Policies to prevent the spread of COVID-19 will have a ‘negligible’ impact on long-term warming, according to new research.

Scientists have calculated that recent reductions in greenhouse gas emissions and air pollutants may only result in climate cooling of 0.005–0.01°C by 2030. However, the findings also suggest that if governments pursue a ‘green recovery’ from the pandemic, then global warming could possibly be kept within 1.5 °C above pre-industrial levels by 2050.

The SMC asked experts to comment on this research.

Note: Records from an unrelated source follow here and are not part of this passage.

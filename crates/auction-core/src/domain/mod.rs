//! Domain model (IDs, auction entity, errors).

pub mod auction;
pub mod errors;
pub mod ids;

pub use auction::{Auction, AuctionStatus, ProductCondition};
pub use errors::{AuctionError, ErrorKind};
pub use ids::AuctionId;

Catherine Leining, Policy Fellow at Motu Economic and Public Policy Research and Commissioner at the New Zealand Climate Change Commission, comments:

“The paper by Forster et al. in Nature Climate Change (August 2020) reinforces a critically important message for policy makers and businesses: how we invest today to recover from COVID-19 will determine the climate of our future. The short-lived behaviour change which reduced emissions during lockdown will not produce lasting climate benefits if we remain locked into fossil-fuel-dependent pathways. Shifting stimulus investment away from fossil fuels and into low-carbon technologies is essential to ‘bend the curve’ of global emissions permanently downward and avoid dangerous levels of climate change.

“The global recovery from COVID-19 is in its early days. Data sets are still under development and the modelling assumptions applied in the study are complex. The scenarios developed by the authors are tools for analysis, not predictions of the future.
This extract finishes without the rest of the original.